Late 40s Dark hair pulled back in a loose braid, warm brown eyes rimmed with quiet exhaustion, draped in a simple cotton saree. Softly perceptive and unshakably devoted, she carries her worry inward until it overflows. She speaks in small gestures - a plate of food, a hand on the shoulder - more than in words. She loves Guest so fiercely it frightens her, and right now she is barely holding herself together.
Early 20s Messy dark hair, easy smile in old photographs, casual jeans and a faded college hoodie. Warm and effortlessly likable in memory, but the truth between you two is complicated. He never meant to leave a wound. His absence from Guest's life sits like an unanswered question neither of you has picked up the phone to answer.

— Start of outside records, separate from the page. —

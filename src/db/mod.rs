//! DuckDB warehouse module
//!
//! One embedded database holds the append-only landing tables, the
//! deduplicated `clean_prices` view, and the published marts. The
//! `Warehouse` wrapper serializes access through a mutex; within one
//! process the loader is the only writer, so a single lock hold doubles as
//! the stable snapshot boundary for a pipeline run.

pub mod landing;
pub mod marts;
mod migrations;
pub mod models;

use crate::error::Result;
use chrono::{DateTime, Utc};
use duckdb::Connection;
use landing::{NewCompanyRow, NewPriceRow};
use models::{CleanPriceRecord, CompanyDimension, PriceFact, RawCompanyRecord, RawPriceRecord};
use parking_lot::Mutex;
use serde::Serialize;
use std::path::Path;

/// Frozen view of the landing store taken at run start.
#[derive(Debug, Clone)]
pub struct RawSnapshot {
    pub prices: Vec<RawPriceRecord>,
    pub companies: Vec<RawCompanyRecord>,
}

/// Row counts across the warehouse, for the `status` command.
#[derive(Debug, Clone, Serialize)]
pub struct WarehouseStatus {
    pub raw_prices: i64,
    pub raw_companies: i64,
    pub company_dim: i64,
    pub price_facts: i64,
    pub pipeline_runs: i64,
}

/// DuckDB warehouse wrapper
pub struct Warehouse {
    conn: Mutex<Connection>,
}

impl Warehouse {
    /// Open (or create) the warehouse file and apply migrations.
    pub fn open(path: &Path) -> Result<Self> {
        if let Some(parent) = path.parent() {
            if !parent.as_os_str().is_empty() {
                std::fs::create_dir_all(parent)?;
            }
        }

        let conn = Connection::open(path)?;
        let warehouse = Self {
            conn: Mutex::new(conn),
        };
        warehouse.run_migrations()?;
        Ok(warehouse)
    }

    /// Open an in-memory warehouse (tests).
    pub fn open_in_memory() -> Result<Self> {
        let conn = Connection::open_in_memory()?;
        let warehouse = Self {
            conn: Mutex::new(conn),
        };
        warehouse.run_migrations()?;
        Ok(warehouse)
    }

    fn run_migrations(&self) -> Result<()> {
        let conn = self.conn.lock();
        migrations::run_migrations(&conn)
    }

    /// Append validated price rows to the landing store.
    pub fn append_prices(&self, rows: &[NewPriceRow], batch_start: DateTime<Utc>) -> Result<usize> {
        let mut conn = self.conn.lock();
        landing::append_prices(&mut conn, rows, batch_start)
    }

    /// Append validated company rows to the landing store.
    pub fn append_companies(&self, rows: &[NewCompanyRow]) -> Result<usize> {
        let mut conn = self.conn.lock();
        landing::append_companies(&mut conn, rows)
    }

    /// Read both landing tables under a single lock hold.
    ///
    /// Used by the in-memory dedup engine; the lock guarantees the two
    /// reads observe the same landing state.
    pub fn raw_snapshot(&self) -> Result<RawSnapshot> {
        let conn = self.conn.lock();
        Ok(RawSnapshot {
            prices: landing::load_raw_prices(&conn)?,
            companies: landing::load_raw_companies(&conn)?,
        })
    }

    /// Read the store-side deduplicated prices plus raw companies under a
    /// single lock hold. Used by the pushdown dedup engine.
    pub fn clean_snapshot(&self) -> Result<(Vec<CleanPriceRecord>, Vec<RawCompanyRecord>)> {
        let conn = self.conn.lock();
        Ok((
            marts::load_clean_prices(&conn)?,
            landing::load_raw_companies(&conn)?,
        ))
    }

    /// Query the `clean_prices` view on its own.
    pub fn clean_prices(&self) -> Result<Vec<CleanPriceRecord>> {
        let conn = self.conn.lock();
        marts::load_clean_prices(&conn)
    }

    /// Atomically replace both marts with a freshly built generation.
    pub fn publish(&self, dimension: &[CompanyDimension], facts: &[PriceFact]) -> Result<()> {
        let mut conn = self.conn.lock();
        marts::publish(&mut conn, dimension, facts)
    }

    /// Current company dimension.
    pub fn company_dim(&self) -> Result<Vec<CompanyDimension>> {
        let conn = self.conn.lock();
        marts::load_company_dim(&conn)
    }

    /// Current fact table.
    pub fn price_facts(&self) -> Result<Vec<PriceFact>> {
        let conn = self.conn.lock();
        marts::load_price_facts(&conn)
    }

    /// Record a completed pipeline run in the audit table.
    pub fn record_run(&self, audit: &marts::RunAudit) -> Result<()> {
        let conn = self.conn.lock();
        marts::record_run(&conn, audit)
    }

    /// Row counts across landing tables, marts and the run audit.
    pub fn status(&self) -> Result<WarehouseStatus> {
        let conn = self.conn.lock();
        Ok(WarehouseStatus {
            raw_prices: landing::count_raw_prices(&conn)?,
            raw_companies: landing::count_raw_companies(&conn)?,
            company_dim: marts::count_company_dim(&conn)?,
            price_facts: marts::count_price_facts(&conn)?,
            pipeline_runs: marts::count_runs(&conn)?,
        })
    }
}

#[cfg(test)]
mod tests {
    use super::*;
    use chrono::{NaiveDate, TimeZone};

    fn date(s: &str) -> NaiveDate {
        NaiveDate::parse_from_str(s, "%Y-%m-%d").unwrap()
    }

    fn price(ticker: &str, trade_date: &str, close: f64) -> NewPriceRow {
        NewPriceRow {
            ticker: ticker.to_string(),
            trade_date: date(trade_date),
            open: 100.0,
            high: 112.0,
            low: 99.0,
            close,
            volume: 1_000,
        }
    }

    #[test]
    fn test_append_assigns_monotonic_ingested_at() {
        let wh = Warehouse::open_in_memory().unwrap();
        let batch = Utc.with_ymd_and_hms(2024, 1, 3, 0, 0, 0).unwrap();

        wh.append_prices(
            &[
                price("AAPL", "2024-01-02", 110.0),
                price("AAPL", "2024-01-02", 105.0),
                price("MSFT", "2024-01-02", 390.0),
            ],
            batch,
        )
        .unwrap();

        let snapshot = wh.raw_snapshot().unwrap();
        assert_eq!(snapshot.prices.len(), 3);
        for pair in snapshot.prices.windows(2) {
            assert!(pair[0].ingested_at < pair[1].ingested_at);
            assert!(pair[0].ingest_seq < pair[1].ingest_seq);
        }
    }

    #[test]
    fn test_clean_view_keeps_newest_row_per_key() {
        let wh = Warehouse::open_in_memory().unwrap();
        let first = Utc.with_ymd_and_hms(2024, 1, 3, 0, 0, 0).unwrap();
        let second = Utc.with_ymd_and_hms(2024, 1, 3, 6, 0, 0).unwrap();

        wh.append_prices(&[price("AAPL", "2024-01-02", 110.0)], first)
            .unwrap();
        wh.append_prices(&[price("AAPL", "2024-01-02", 105.0)], second)
            .unwrap();

        let clean = wh.clean_prices().unwrap();
        assert_eq!(clean.len(), 1);
        assert_eq!(clean[0].close, 105.0);
        assert_eq!(clean[0].daily_change_pct, Some(5.0));
        assert_eq!(clean[0].daily_range, 13.0);
    }

    #[test]
    fn test_clean_view_drops_non_positive_close() {
        let wh = Warehouse::open_in_memory().unwrap();
        let batch = Utc.with_ymd_and_hms(2024, 1, 3, 0, 0, 0).unwrap();

        wh.append_prices(
            &[price("AAPL", "2024-01-02", 0.0), price("MSFT", "2024-01-02", 390.0)],
            batch,
        )
        .unwrap();

        let clean = wh.clean_prices().unwrap();
        assert_eq!(clean.len(), 1);
        assert_eq!(clean[0].ticker, "MSFT");
    }

    #[test]
    fn test_publish_replaces_previous_generation() {
        let wh = Warehouse::open_in_memory().unwrap();
        let load_ts = Utc.with_ymd_and_hms(2024, 1, 3, 12, 0, 0).unwrap();

        let dim = vec![CompanyDimension {
            company_id: 1,
            ticker: "AAPL".to_string(),
            name: "Apple Inc.".to_string(),
            sector: Some("Technology".to_string()),
        }];
        let fact = PriceFact {
            company_id: Some(1),
            ticker: "AAPL".to_string(),
            trade_date: date("2024-01-02"),
            open: 100.0,
            high: 112.0,
            low: 99.0,
            close: 105.0,
            volume: 1_000,
            daily_change_pct: Some(5.0),
            daily_range: 13.0,
            load_timestamp: load_ts,
        };

        wh.publish(&dim, &[fact.clone(), fact.clone()]).unwrap();
        assert_eq!(wh.price_facts().unwrap().len(), 2);

        // Second publish fully replaces the first, not appends.
        wh.publish(&dim, &[fact]).unwrap();
        assert_eq!(wh.price_facts().unwrap().len(), 1);
        assert_eq!(wh.company_dim().unwrap().len(), 1);
    }
}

The flat is too quiet. The smell of dal fills the kitchen, thick and warm, but the spoon in Sudha's hand moves in slow, absent circles. She hasn't turned around. The stove light catches the edge of her saree, the rigid set of her shoulders.
She stills the spoon. Her voice comes out low, careful - like she has been rehearsing it.
Khana ready hai. Haath dho ke aa ja.
A pause. She still doesn't turn.
Aur... ruk. Pehle bata - tu theek hai?